Exercise requirements:
In your answer, print every record exactly as it is written.

Provided information:
::::::::::

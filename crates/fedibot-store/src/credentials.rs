// SPDX-FileCopyrightText: 2026 Fedibot Contributors
// SPDX-License-Identifier: MIT OR Apache-2.0

//! Create-once persistence for OAuth app registrations and access tokens.
//!
//! Both records are written with a conditional insert. A corrupt stored
//! record fails the load rather than being silently re-registered; losing
//! a client secret or token is an operator problem, not a recoverable one.

use fedibot_core::{AccessToken, AppRegistration, FedibotError};
use serde::{de::DeserializeOwned, Serialize};
use std::sync::Arc;
use tracing::info;

use crate::database::Database;
use crate::kv::{KvItem, KvStore};

fn to_payload<T: Serialize>(value: &T) -> Result<serde_json::Value, FedibotError> {
    serde_json::to_value(value).map_err(|e| FedibotError::Store {
        source: Box::new(e),
    })
}

fn from_payload<T: DeserializeOwned>(payload: serde_json::Value) -> Result<T, FedibotError> {
    serde_json::from_value(payload).map_err(|e| FedibotError::Store {
        source: Box::new(e),
    })
}

/// Store for the per-instance OAuth app registration.
pub struct AppStore {
    db: Arc<Database>,
    domain: String,
}

impl AppStore {
    pub fn new(db: Arc<Database>, domain: impl Into<String>) -> Self {
        Self {
            db,
            domain: domain.into(),
        }
    }

    fn pk(&self) -> String {
        format!("app#{}", self.domain)
    }

    pub async fn find(&self) -> Result<Option<AppRegistration>, FedibotError> {
        let kv = KvStore::new(&self.db);
        match kv.get(&self.pk(), "#").await? {
            Some(item) => Ok(Some(from_payload(item.payload)?)),
            None => Ok(None),
        }
    }

    /// Persist the registration, failing with [`FedibotError::AlreadyExists`]
    /// if one is already stored for this domain.
    pub async fn save(&self, app: &AppRegistration) -> Result<(), FedibotError> {
        let kv = KvStore::new(&self.db);
        kv.put_if_absent(KvItem {
            pk: self.pk(),
            sk: "#".to_string(),
            payload: to_payload(app)?,
            expire_at: None,
        })
        .await?;
        info!(domain = %self.domain, "app registration persisted");
        Ok(())
    }
}

/// Store for the per-instance OAuth access token.
pub struct TokenStore {
    db: Arc<Database>,
    domain: String,
}

impl TokenStore {
    pub fn new(db: Arc<Database>, domain: impl Into<String>) -> Self {
        Self {
            db,
            domain: domain.into(),
        }
    }

    fn pk(&self) -> String {
        format!("app#{}#token", self.domain)
    }

    pub async fn find(&self) -> Result<Option<AccessToken>, FedibotError> {
        let kv = KvStore::new(&self.db);
        match kv.get(&self.pk(), "#").await? {
            Some(item) => Ok(Some(from_payload(item.payload)?)),
            None => Ok(None),
        }
    }

    /// Persist the token, failing with [`FedibotError::AlreadyExists`] if one
    /// is already stored for this domain.
    pub async fn save(&self, token: &AccessToken) -> Result<(), FedibotError> {
        let kv = KvStore::new(&self.db);
        kv.put_if_absent(KvItem {
            pk: self.pk(),
            sk: "#".to_string(),
            payload: to_payload(token)?,
            expire_at: None,
        })
        .await?;
        info!(domain = %self.domain, "access token persisted");
        Ok(())
    }
}

#[cfg(test)]
mod tests {
    use super::*;

    fn registration() -> AppRegistration {
        AppRegistration {
            client_id: "cid".into(),
            client_secret: "secret".into(),
            id: Some("1".into()),
            name: Some("fedibot".into()),
            redirect_uri: Some("urn:ietf:wg:oauth:2.0:oob".into()),
            vapid_key: None,
            website: None,
        }
    }

    fn token() -> AccessToken {
        AccessToken {
            access_token: "tok".into(),
            token_type: "Bearer".into(),
            scope: "read write follow".into(),
            created_at: Some(1700000000),
        }
    }

    async fn db() -> Arc<Database> {
        Arc::new(Database::open_in_memory().await.unwrap())
    }

    #[tokio::test]
    async fn app_save_then_find_roundtrips() {
        let apps = AppStore::new(db().await, "mastodon.example");
        assert!(apps.find().await.unwrap().is_none());
        apps.save(&registration()).await.unwrap();
        assert_eq!(apps.find().await.unwrap().unwrap().client_id, "cid");
    }

    #[tokio::test]
    async fn app_save_is_create_once() {
        let apps = AppStore::new(db().await, "mastodon.example");
        apps.save(&registration()).await.unwrap();
        let mut second = registration();
        second.client_id = "other".into();
        let err = apps.save(&second).await.unwrap_err();
        assert!(matches!(err, FedibotError::AlreadyExists { .. }));
        assert_eq!(apps.find().await.unwrap().unwrap().client_id, "cid");
    }

    #[tokio::test]
    async fn token_save_is_create_once() {
        let tokens = TokenStore::new(db().await, "mastodon.example");
        tokens.save(&token()).await.unwrap();
        let err = tokens.save(&token()).await.unwrap_err();
        assert!(matches!(err, FedibotError::AlreadyExists { .. }));
    }

    #[tokio::test]
    async fn app_and_token_keys_are_disjoint() {
        let db = db().await;
        let apps = AppStore::new(Arc::clone(&db), "mastodon.example");
        let tokens = TokenStore::new(Arc::clone(&db), "mastodon.example");
        apps.save(&registration()).await.unwrap();
        // No token yet, even though the app row exists.
        assert!(tokens.find().await.unwrap().is_none());
        tokens.save(&token()).await.unwrap();
        assert_eq!(tokens.find().await.unwrap().unwrap().access_token, "tok");
    }

    #[tokio::test]
    async fn corrupt_record_fails_the_load() {
        let db = db().await;
        let kv = KvStore::new(&db);
        kv.put(KvItem {
            pk: "app#mastodon.example#token".into(),
            sk: "#".into(),
            payload: serde_json::json!({"not_a_token": true}),
            expire_at: None,
        })
        .await
        .unwrap();

        let tokens = TokenStore::new(Arc::clone(&db), "mastodon.example");
        assert!(matches!(
            tokens.find().await.unwrap_err(),
            FedibotError::Store { .. }
        ));
    }
}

::::::::::

Output of the exercise:
filename crates/fedibot-store/src/credentials.rs
// SPDX-FileCopyrightText: 2026 Fedibot Contributors
// SPDX-License-Identifier: MIT OR Apache-2.0

//! Create-once persistence for OAuth app registrations and access tokens.
//!
//! Both records are written with a conditional insert. A corrupt stored
//! record fails the load rather than being silently re-registered; losing
//! a client secret or token is an operator problem, not a recoverable one.

use fedibot_core::{AccessToken, AppRegistration, FedibotError};
use serde::{de::DeserializeOwned, Serialize};
use std::sync::Arc;
use tracing::info;

use crate::database::Database;
use crate::kv::{KvItem, KvStore};

fn to_payload<T: Serialize>(value: &T) -> Result<serde_json::Value, FedibotError> {
    serde_json::to_value(value).map_err(|e| FedibotError::Store {
        source: Box::new(e),
    })
}

fn from_payload<T: DeserializeOwned>(payload: serde_json::Value) -> Result<T, FedibotError> {
    serde_json::from_value(payload).map_err(|e| FedibotError::Store {
        source: Box::new(e),
    })
}

/// Store for the per-instance OAuth app registration.
pub struct AppStore {
    db: Arc<Database>,
    domain: String,
}

impl AppStore {
    pub fn new(db: Arc<Database>, domain: impl Into<String>) -> Self {
        Self {
            db,
            domain: domain.into(),
        }
    }

    fn pk(&self) -> String {
        format!("app#{}", self.domain)
    }

    pub async fn find(&self) -> Result<Option<AppRegistration>, FedibotError> {
        let kv = KvStore::new(&self.db);
        match kv.get(&self.pk(), "#").await? {
            Some(item) => Ok(Some(from_payload(item.payload)?)),
            None => Ok(None),
        }
    }

    /// Persist the registration, failing with [`FedibotError::AlreadyExists`]
    /// if one is already stored for this domain.
    pub async fn save(&self, app: &AppRegistration) -> Result<(), FedibotError> {
        let kv = KvStore::new(&self.db);
        kv.put_if_absent(KvItem {
            pk: self.pk(),
            sk: "#".to_string(),
            payload: to_payload(app)?,
            expire_at: None,
        })
        .await?;
        info!(domain = %self.domain, "app registration persisted");
        Ok(())
    }
}

/// Store for the per-instance OAuth access token.
pub struct TokenStore {
    db: Arc<Database>,
    domain: String,
}

impl TokenStore {
    pub fn new(db: Arc<Database>, domain: impl Into<String>) -> Self {
        Self {
            db,
            domain: domain.into(),
        }
    }

    fn pk(&self) -> String {
        format!("app#{}#token", self.domain)
    }

    pub async fn find(&self) -> Result<Option<AccessToken>, FedibotError> {
        let kv = KvStore::new(&self.db);
        match kv.get(&self.pk(), "#").await? {
            Some(item) => Ok(Some(from_payload(item.payload)?)),
            None => Ok(None),
        }
    }

    /// Persist the token, failing with [`FedibotError::AlreadyExists`] if one
    /// is already stored for this domain.
    pub async fn save(&self, token: &AccessToken) -> Result<(), FedibotError> {
        let kv = KvStore::new(&self.db);
        kv.put_if_absent(KvItem {
            pk: self.pk(),
            sk: "#".to_string(),
            payload: to_payload(token)?,
            expire_at: None,
        })
        .await?;
        info!(domain = %self.domain, "access token persisted");
        Ok(())
    }
}

#[cfg(test)]
mod tests {
    use super::*;

    fn registration() -> AppRegistration {
        AppRegistration {
            client_id: "cid".into(),
            client_secret: "secret".into(),
            id: Some("1".into()),
            name: Some("fedibot".into()),
            redirect_uri: Some("urn:ietf:wg:oauth:2.0:oob".into()),
            vapid_key: None,
            website: None,
        }
    }

    fn token() -> AccessToken {
        AccessToken {
            access_token: "tok".into(),
            token_type: "Bearer".into(),
            scope: "read write follow".into(),
            created_at: Some(1700000000),
        }
    }

    async fn db() -> Arc<Database> {
        Arc::new(Database::open_in_memory().await.unwrap())
    }

    #[tokio::test]
    async fn app_save_then_find_roundtrips() {
        let apps = AppStore::new(db().await, "mastodon.example");
        assert!(apps.find().await.unwrap().is_none());
        apps.save(&registration()).await.unwrap();
        assert_eq!(apps.find().await.unwrap().unwrap().client_id, "cid");
    }

    #[tokio::test]
    async fn app_save_is_create_once() {
        let apps = AppStore::new(db().await, "mastodon.example");
        apps.save(&registration()).await.unwrap();
        let mut second = registration();
        second.client_id = "other".into();
        let err = apps.save(&second).await.unwrap_err();
        assert!(matches!(err, FedibotError::AlreadyExists { .. }));
        assert_eq!(apps.find().await.unwrap().unwrap().client_id, "cid");
    }

    #[tokio::test]
    async fn token_save_is_create_once() {
        let tokens = TokenStore::new(db().await, "mastodon.example");
        tokens.save(&token()).await.unwrap();
        let err = tokens.save(&token()).await.unwrap_err();
        assert!(matches!(err, FedibotError::AlreadyExists { .. }));
    }

    #[tokio::test]
    async fn app_and_token_keys_are_disjoint() {
        let db = db().await;
        let apps = AppStore::new(Arc::clone(&db), "mastodon.example");
        let tokens = TokenStore::new(Arc::clone(&db), "mastodon.example");
        apps.save(&registration()).await.unwrap();
        // No token yet, even though the app row exists.
        assert!(tokens.find().await.unwrap().is_none());
        tokens.save(&token()).await.unwrap();
        assert_eq!(tokens.find().await.unwrap().unwrap().access_token, "tok");
    }

    #[tokio::test]
    async fn corrupt_record_fails_the_load() {
        let db = db().await;
        let kv = KvStore::new(&db);
        kv.put(KvItem {
            pk: "app#mastodon.example#token".into(),
            sk: "#".into(),
            payload: serde_json::json!({"not_a_token": true}),
            expire_at: None,
        })
        .await
        .unwrap();

        let tokens = TokenStore::new(Arc::clone(&db), "mastodon.example");
        assert!(matches!(
            tokens.find().await.unwrap_err(),
            FedibotError::Store { .. }
        ));
    }
}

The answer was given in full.